For the next ten years of my life in Iran, I
never met a Jew or an Israeli, and yet I was made to believe beyond any doubt
that Jews were treacherous and that Israel, the nucleus of all corruption, as
Ayatollah Khomeini famously put it, was not supposed to exist in the first
place.
And I wasn’t the only one believing in endless
conspiracy theories: from the Jews being in control of all the media in the
world, to PEPSI being an acronym for Pay Every Penny to Save Israel and more recently,
that the Jews knew about 9/11 in advance and those of them working at the World
Trade Centre called in sick and didn’t go to work on that day.
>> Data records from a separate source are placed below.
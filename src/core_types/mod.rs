//! Core data model: requirements in, test cases out.

pub mod requirements;
pub mod spec;
pub mod test_case;

pub use requirements::{
    AcceptanceCriterion, Clause, CriterionKind, FormatHint, ParseDegraded, ParseSource,
    RequirementModel, SystemContext, TicketContent, UserStory,
};
pub use spec::{OutputFormat, Priority, TestLevel, TestSpecification, TestType};
pub use test_case::{
    GenerationResult, IdSequence, SkippedVariant, StepRole, TestCase, TestStep, NOT_SPECIFIED,
};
It wasn’t until I left Iran at the age of
eighteen, that I realised what kind of evil spell I’d been under. Like
millions of other teenagers, I had grown up mesmerised by the beliefs perpetuated
by the government-owned media, leaving one no choice to think for oneself. It
was after I left Iran that I read books banned in Iran due to their so-called
blasphemous nature and met people, including Iranians, who thought
differently.
I even met Jews finally, when I moved to London
in 2003 to work for the BBC World Service as a Journalist. By then I knew that
religious and political extremists existed everywhere and that they did not
represent the nations (or the religions for that matter) they claimed to
represent. But it was reading Etgar’s stories that made realise how for us, the
people of the Middle East, including Israelis and Iranians, it is not
enough just to be able to distinguish between the people of a country and the
policies of its state, which, in the case of the Israel government, just like
the Islamic Republic, have had no less a significant role in feeding this
vicious circle of spite and resentment.
That’s why spreading Etgar’s words is important
in the Middle East and even more so in Iran and Afghanistan. His stories, apart
from being creative, are honest and open the door to the lives of ordinary
Israeli citizens.
A non-Middle Eastern may find it hard to
believe how surprising it is for many readers in our part of the world to know
that people in Tel Aviv and Haifa too get worried about being late to work and
stress about paying their bills and that not all Israelis support the policies
of their government. Strangest of all, even their fear of being bombed by one
another is uncannily similar.
What Etgar’s stories remind us is that war is
war, no matter where it happens. Of course the bombs and rockets and suicide
attackers kill Afghan and Palestinian and Israeli citizens the same way, we may
say to ourselves. Of course we all feel brokenhearted and weep over the tragic
death of our beloved in the same way. These are simple truths we all think we
know. But reading Etgar’s The Seven Good
Years and his other stories, I was amazed to realise how the obviousness of
these simple facts often get so tainted by political antagonism and conspiracy
theories and it is these that pull nations apart and make us forget no one’s
blood is darker than the other.
I am not saying that stories can change
everything for good, but they humanise our enmities; they let us walk into the
lives of those we may think of as our foes, listen to what they have to say and
see life through their eyes. And that can help us recognise that what we all
have in common is incomparably bigger than the trifling grudges and resentments
we hold against one another.
As the Swiss Guy in Etgar’s memoir, The Seven Good Years told him, ‘this
world perhaps is full of lizards, and even though there’s nothing we can do
about it, it is always helpful to at least find out if they are as big as we
think they are.
Aziz Hakimi is the Persian Translator of Etgar Keret’s memoir, “The
Seven Good Years”, which will be released on 1 November 2015.